Start of Block

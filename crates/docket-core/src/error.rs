//! # Error Hierarchy
//!
//! Structured error types shared by every crate in the workspace, built with
//! `thiserror`. Each variant carries the rejected input and the expected
//! format so callers can correct the request without guesswork.

use thiserror::Error;

/// Errors during canonical serialization.
#[derive(Error, Debug)]
pub enum CanonicalizationError {
    /// Float values are not permitted in canonical representations.
    #[error("float values are not permitted in canonical representations: {0}")]
    FloatRejected(f64),

    /// JSON serialization failed during canonicalization.
    #[error("serialization failed: {0}")]
    SerializationFailed(#[from] serde_json::Error),
}

/// Validation errors for domain primitives and closed enums.
///
/// Raised at parsing boundaries (HTTP bodies, CLI arguments, persisted
/// strings). A value that fails here never enters the domain.
#[derive(Error, Debug, Clone, PartialEq, Eq)]
pub enum ValidationError {
    /// Actor identifier is empty, too long, or contains `:`.
    #[error("invalid actor id: \"{0}\" (expected 1-128 characters without ':')")]
    InvalidActorId(String),

    /// RG case number does not match `RG <year>/<sequence>`.
    #[error("invalid RG case number: \"{0}\" (expected RG <year>/<5-digit sequence>)")]
    InvalidCaseNumber(String),

    /// Role string is not one of the nine recognised roles.
    #[error("unknown role: \"{0}\"")]
    UnknownRole(String),

    /// Case state string is not a recognised lifecycle state.
    #[error("unknown case state: \"{0}\"")]
    UnknownState(String),

    /// Action string is not a recognised workflow action.
    #[error("unknown case action: \"{0}\"")]
    UnknownAction(String),

    /// Offence qualification is empty or too long.
    #[error("invalid offence: {0}")]
    InvalidOffence(String),

    /// Timestamp string is not valid RFC 3339.
    #[error("invalid timestamp: \"{value}\" ({reason})")]
    InvalidTimestamp {
        /// The string that failed to parse.
        value: String,
        /// Why it was rejected.
        reason: String,
    },
}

End of Block

> [EXERCISE GOAL]:
Lines of the listing above that contain the word "expected" should all be returned.

> [ANSWER TO THIS TASK]:
//! `thiserror`. Each variant carries the rejected input and the expected
    #[error("invalid actor id: \"{0}\" (expected 1-128 characters without ':')")]
    #[error("invalid RG case number: \"{0}\" (expected RG <year>/<5-digit sequence>)")]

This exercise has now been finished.